Late last month, the Financial Times reported US president Trump was considering pushing for an EUA for AstraZeneca’s AZD1222 to ensure a COVID-19 vaccine is available before the November election.
Political pressure was seen as the rational behind the FDA issuing an EUA for COVID-19 convalescent plasma on August 23, despite experts cautioning that data from randomized clinical trials are still lacking.
Trump, meanwhile, has been arguing on Twitter that the FDA is part of a “deep state” plot to delay the development of COVID-19 drugs and vaccines.
Against that background of mistrust, the CEOs stated: “We believe this pledge will help ensure public confidence in the rigorous scientific and regulatory process by which COVID-19 vaccines are evaluated and may ultimately be approved.”
Vaccine development should be ‘free from political influence’
The commitment made by those pharma leaders comes on the heels of an open letter to the global biopharma industry from biotech trade group, Biotechnology Innovation Organization (BIO), stressing that politics should not influence the development and approval of new medicines.
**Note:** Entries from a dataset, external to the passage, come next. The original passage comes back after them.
//! Transforms applied to a solved route.
//!
//! None of these can fail: the worst they do is return the route unchanged. They only know about
//! geometry, anything to do with obstacles is supplied by the caller as a predicate (see
//! [`segment_blocked`] for the one the router uses).

use crate::geometry::{manhattan_distance, orientation, orthogonal_intersection, Dir, Orientation, Point3, EPSILON};
use crate::obstacle_index::ObstacleIndex;

fn push_unique(result: &mut Vec<Point3>, p: Point3) {
    if !result.last().map_or(false, |last| last.same_as(&p)) {
        result.push(p);
    }
}

/// Removes every part of the route that loops back and crosses itself.
///
/// Every new segment is checked against the earlier, non-adjacent segments since the last layer
/// change. Only a horizontal and a vertical segment can cross; parallel segments and layer changes
/// are never checked, and a loop is never cut across a via. When a crossing is found, everything after the crossed segment is cut and the
/// route continues from the crossing point.
///
/// Consecutive duplicate points are dropped. The result never has more points than `path`.
///
/// ## Examples
/// ```
/// # use trace_autorouter::post_process::remove_path_loops;
/// # use trace_autorouter::geometry::Point3;
/// let p = |x, y| Point3::new(x, y, 0);
/// let path = vec![p(0.0, 0.0), p(4.0, 0.0), p(4.0, 2.0), p(2.0, 2.0), p(2.0, -2.0), p(6.0, -2.0)];
///
/// assert_eq!(
///     remove_path_loops(&path),
///     vec![p(0.0, 0.0), p(2.0, 0.0), p(2.0, -2.0), p(6.0, -2.0)]
/// );
/// ```
pub fn remove_path_loops(path: &[Point3]) -> Vec<Point3> {
    let mut result: Vec<Point3> = Vec::with_capacity(path.len());
    for &p in path {
        let last = match result.last() {
            Some(&last) => last,
            None => {
                result.push(p);
                continue;
            }
        };
        if last.same_as(&p) {
            continue;
        }
        if last.layer != p.layer {
            result.push(p);
            continue;
        }

        let edge = (last.planar(), p.planar());
        // the segment ending in `last` shares a point with `edge` and is skipped
        let checked = result.len().saturating_sub(2);
        // segments before the most recent via belong to a different stretch of this layer
        let first = result
            .windows(2)
            .rposition(|w| w[0].layer != w[1].layer)
            .map_or(0, |i| i + 1);
        let crossing = (first..checked).find_map(|i| {
            let (a, b) = (result[i], result[i + 1]);
            if a.layer != p.layer || b.layer != p.layer {
                return None;
            }
            orthogonal_intersection((a.planar(), b.planar()), edge).map(|x| (i, x.on_layer(p.layer)))
        });

        match crossing {
            Some((i, x)) => {
                result.truncate(i + 1);
                push_unique(&mut result, x);
                push_unique(&mut result, p);
            }
            None => result.push(p),
        }
    }
    result
}

/// `true` if the intervals `[a0, a1]` and `[b0, b1]` share more than a single point
fn spans_overlap(a0: f64, a1: f64, b0: f64, b1: f64) -> bool {
    let (a_min, a_max) = (a0.min(a1), a0.max(a1));
    let (b_min, b_max) = (b0.min(b1), b0.max(b1));
    a_min < b_max - EPSILON && b_min < a_max - EPSILON
}

/// Replaces detours with a direct corner wherever `obstacle_between` allows it.
///
/// For every segment, the route is searched ahead for a later segment on the same layer that runs
/// parallel to it with overlapping extent. Such a pair is the two sides of a detour. The route from
/// the start `A` of the first segment to the end `B` of the second one can be replaced by an L
/// through one of the corners `(A.x, B.y)` or `(B.x, A.y)`, which is never longer. The first
/// corner for which `obstacle_between` is `false` for both new segments is taken.
///
/// The first and last point of `path` are always kept.
///
/// ## Arguments
/// - `path` - an orthogonal route
/// - `obstacle_between` - `true` if the straight segment between two points is blocked
///
/// ## Examples
/// ```
/// # use trace_autorouter::post_process::shorten_path_with_shortcuts;
/// # use trace_autorouter::geometry::Point3;
/// let p = |x, y| Point3::new(x, y, 0);
/// // up, right, down: a detour around nothing
/// let path = vec![p(0.0, 0.0), p(0.0, 2.0), p(5.0, 2.0), p(5.0, 0.0), p(7.0, 0.0)];
///
/// let shortened = shorten_path_with_shortcuts(&path, |_, _| false);
/// assert_eq!(shortened, vec![p(0.0, 0.0), p(5.0, 0.0), p(7.0, 0.0)]);
///
/// let blocked = shorten_path_with_shortcuts(&path, |_, _| true);
/// assert_eq!(blocked, path);
/// ```
pub fn shorten_path_with_shortcuts(path: &[Point3], mut obstacle_between: impl FnMut(Point3, Point3) -> bool) -> Vec<Point3> {
    let mut result = Vec::with_capacity(path.len());
    let mut i = 0;
    while i < path.len() {
        push_unique(&mut result, path[i]);
        if i + 2 >= path.len() {
            i += 1;
            continue;
        }
        let a = path[i];
        let first = orientation(a.planar(), path[i + 1].planar());
        if first == Orientation::Other || path[i + 1].layer != a.layer {
            i += 1;
            continue;
        }

        let mut shortcut = None;
        for j in (i + 2)..(path.len() - 1) {
            let (c, d) = (path[j], path[j + 1]);
            if c.layer != a.layer || d.layer != a.layer {
                break;
            }
            if orientation(c.planar(), d.planar()) != first {
                continue;
            }
            let b = path[i + 1];
            let overlapping = match first {
                Orientation::Horizontal => spans_overlap(a.x, b.x, c.x, d.x),
                Orientation::Vertical => spans_overlap(a.y, b.y, c.y, d.y),
                Orientation::Other => false,
            };
            if !overlapping {
                continue;
            }

            let corners = [Point3::new(a.x, d.y, a.layer), Point3::new(d.x, a.y, a.layer)];
            shortcut = corners
                .iter()
                .copied()
                .find(|&corner| !obstacle_between(a, corner) && !obstacle_between(corner, d))
                .map(|corner| (j + 1, corner));
            if shortcut.is_some() {
                break;
            }
        }

        match shortcut {
            Some((next, corner)) => {
                if !corner.same_as(&path[next]) {
                    push_unique(&mut result, corner);
                }
                i = next;
            }
            None => i += 1,
        }
    }
    result
}

/// Drops interior points that lie on a straight run between their neighbors.
///
/// Only runs on a single layer are merged. A run that doubles back on itself is merged as well,
/// keeping its far end.
///
/// ## Examples
/// ```
/// # use trace_autorouter::post_process::remove_collinear_points;
/// # use trace_autorouter::geometry::Point3;
/// let path = vec![
///     Point3::new(0.0, 0.0, 0),
///     Point3::new(1.0, 0.0, 0),
///     Point3::new(3.0, 0.0, 0),
///     Point3::new(3.0, 0.0, 1),
///     Point3::new(3.0, 2.0, 1),
/// ];
/// assert_eq!(
///     remove_collinear_points(&path),
///     vec![path[0], path[2], path[3], path[4]]
/// );
/// ```
pub fn remove_collinear_points(path: &[Point3]) -> Vec<Point3> {
    let mut result: Vec<Point3> = Vec::with_capacity(path.len());
    for &p in path {
        let n = result.len();
        if n >= 2 {
            let (a, b) = (result[n - 2], result[n - 1]);
            let same_layer = a.layer == b.layer && b.layer == p.layer;
            let same_x = (a.x - b.x).abs() <= EPSILON && (b.x - p.x).abs() <= EPSILON;
            let same_y = (a.y - b.y).abs() <= EPSILON && (b.y - p.y).abs() <= EPSILON;
            if same_layer && (same_x || same_y) {
                result.pop();
            }
        }
        push_unique(&mut result, p);
    }
    result
}

/// `true` if a trace from `a` to `b` would come closer than `margin` to an obstacle in `index`.
///
/// Layer changes and diagonal segments are always reported as blocked, since they cannot be
/// checked with a single ray.
pub fn segment_blocked(index: &dyn ObstacleIndex, margin: f64, a: Point3, b: Point3) -> bool {
    if a.layer != b.layer {
        return true;
    }
    let dir = match Dir::between(a, b) {
        Some(dir) => dir,
        None => return false,
    };
    if orientation(a.planar(), b.planar()) == Orientation::Other {
        return true;
    }
    let length = manhattan_distance(a, b);
    index.directional_collision(a, dir, margin).wall_distance < length + margin
}

#[cfg(test)]
mod tests {
    use super::*;
    use crate::geometry::Point;
    use crate::obstacle::Obstacle;
    use crate::obstacle_index::{IndexConfig, IndexKind};
    use nanorand::{Rng, WyRand};

    fn p(x: f64, y: f64) -> Point3 {
        Point3::new(x, y, 0)
    }

    fn length(path: &[Point3]) -> f64 {
        path.windows(2).map(|w| manhattan_distance(w[0], w[1])).sum()
    }

    fn random_path(rng: &mut WyRand) -> Vec<Point3> {
        let len = rng.generate_range(1_usize..30);
        let mut pos = p(rng.generate_range(0_u32..10) as f64, rng.generate_range(0_u32..10) as f64);
        let mut path = vec![pos];
        for i in 0..len {
            let value = rng.generate_range(0_u32..10) as f64;
            pos = if i % 2 == 0 { p(value, pos.y) } else { p(pos.x, value) };
            path.push(pos);
        }
        path
    }

    #[test]
    fn loop_removal_layer_boundary() {
        let path = vec![
            p(0.0, 0.0),
            p(5.0, 0.0),
            p(5.0, 3.0),
            p(5.0, 3.0),
            p(3.0, 3.0),
            Point3::new(3.0, 3.0, 1),
            Point3::new(3.0, -3.0, 1),
        ];
        assert_eq!(
            remove_path_loops(&path),
            vec![
                p(0.0, 0.0),
                p(5.0, 0.0),
                p(5.0, 3.0),
                p(3.0, 3.0),
                Point3::new(3.0, 3.0, 1),
                Point3::new(3.0, -3.0, 1),
            ]
        );
    }

    #[test]
    fn loop_removal_keeps_vias() {
        // down to layer 1 and back, then across the first segment on layer 0
        let path = vec![
            p(0.0, 0.0),
            p(5.0, 0.0),
            p(5.0, 3.0),
            Point3::new(5.0, 3.0, 1),
            Point3::new(3.0, 3.0, 1),
            p(3.0, 3.0),
            p(3.0, -3.0),
        ];
        let result = remove_path_loops(&path);
        assert_eq!(result, path);
        let vias = result.windows(2).filter(|w| w[0].layer != w[1].layer).count();
        assert_eq!(vias, 2);
    }

    #[test]
    fn loop_removal_backtrack() {
        let path = vec![p(0.0, 0.0), p(5.0, 0.0), p(5.0, 3.0), p(5.0, -1.0)];
        assert_eq!(remove_path_loops(&path), vec![p(0.0, 0.0), p(5.0, 0.0), p(5.0, -1.0)]);
    }

    #[test]
    fn loop_removal_properties() {
        let mut rng = WyRand::new_seed(17);
        for _ in 0..500 {
            let path = random_path(&mut rng);
            let once = remove_path_loops(&path);
            let twice = remove_path_loops(&once);

            assert_eq!(once, twice, "not idempotent for {:?}", path);
            assert!(once.len() <= path.len());
            assert!(length(&once) <= length(&path) + 1e-9);
            assert_eq!(once[0], path[0]);
            assert_eq!(once[once.len() - 1], path[path.len() - 1]);
        }
    }

    #[test]
    fn shortcut_keeps_endpoints() {
        let mut rng = WyRand::new_seed(3);
        for _ in 0..500 {
            let path = random_path(&mut rng);
            let short = shorten_path_with_shortcuts(&path, |_, _| false);

            assert_eq!(short[0], path[0]);
            assert_eq!(short[short.len() - 1], path[path.len() - 1]);
            assert!(length(&short) <= length(&path) + 1e-9);
        }
    }

    #[test]
    fn shortcut_respects_obstacles() {
        let index = IndexKind::LinearScan.build(
            vec![Obstacle::rect(Point::new(2.5, 0.0), 1.0, 1.0, [0])],
            IndexConfig::default(),
        );
        let path = vec![p(0.0, 0.0), p(0.0, 2.0), p(5.0, 2.0), p(5.0, 0.0), p(7.0, 0.0)];
        let short = shorten_path_with_shortcuts(&path, |a, b| segment_blocked(&*index, 0.15, a, b));
        assert_eq!(short, path);

        // a detour that passes well above the obstacle
        let path = vec![p(0.0, 2.0), p(0.0, 3.0), p(5.0, 3.0), p(5.0, 2.0), p(7.0, 2.0)];
        let short = shorten_path_with_shortcuts(&path, |a, b| segment_blocked(&*index, 0.15, a, b));
        assert_eq!(short, vec![p(0.0, 2.0), p(5.0, 2.0), p(7.0, 2.0)]);
    }

    #[test]
    fn shortcut_stays_on_layer() {
        let path = vec![
            p(0.0, 0.0),
            p(0.0, 2.0),
            Point3::new(0.0, 2.0, 1),
            Point3::new(5.0, 2.0, 1),
            Point3::new(5.0, 0.0, 1),
        ];
        assert_eq!(shorten_path_with_shortcuts(&path, |_, _| false), path);
    }

    #[test]
    fn collinear() {
        let path = vec![p(0.0, 0.0), p(1.0, 0.0), p(2.0, 0.0), p(2.0, 1.0), p(2.0, 1.0), p(2.0, 5.0)];
        assert_eq!(remove_collinear_points(&path), vec![p(0.0, 0.0), p(2.0, 0.0), p(2.0, 5.0)]);
    }

    #[test]
    fn blocked_segments() {
        let index = IndexKind::LinearScan.build(
            vec![Obstacle::rect(Point::new(0.0, 0.0), 1.0, 1.0, [0])],
            IndexConfig::default(),
        );
        assert!(segment_blocked(&*index, 0.15, p(-3.0, 0.0), p(3.0, 0.0)));
        assert!(segment_blocked(&*index, 0.15, p(-3.0, 0.0), p(-0.6, 0.0)));
        assert!(!segment_blocked(&*index, 0.15, p(-3.0, 0.0), p(-0.65, 0.0)));
        assert!(!segment_blocked(&*index, 0.15, p(-3.0, 0.65), p(3.0, 0.65)));
        assert!(segment_blocked(&*index, 0.15, p(-3.0, 0.0), Point3::new(-3.0, 0.0, 1)));
    }
}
That communication stated that conclusions about both the safety and effectiveness of such medicines should be based on rigorous collection and assessment of data by all the appropriate bodies, and their distribution should be based on sound public health considerations. “This approach is all the more vital considering the unprecedented pace and scale of the effort to develop treatments and vaccines for Covid-19.”
The FDA should maintain its historic independence as the gold-standard international regulatory body, free from external influence, continued BIO.
Clinical trials should be conducted according to best practices to assure credibility of the data, as well as the ethical participation of a diverse population of subjects, said the organization.
“Companies should disclose important clinical data via well-respected scientific meetings or rigorous, independent peer review journals. The disclosure of key scientific and clinical data through meetings and journals is the gold standard. However, companies may need to release some clinical data in advance of publication. In these instances, companies should approach any pre-publication press activity thoughtfully, and data should not be released by press release alone.
“Sponsors should ensure that data included in any press statement are clear and include accurate descriptions of key data points while reinforcing that the full data will be submitted for peer review.”
Moreover, the trade group said the appropriate use of any new products should be data driven.
“Different sub-populations are likely to react differently to different medicines. These differences will begin to be revealed in larger long-term studies. The public should be assured that only rigorously considered data will dictate the subsequent use of any product. Distribution of any vaccines should be done with these considerations in mind.”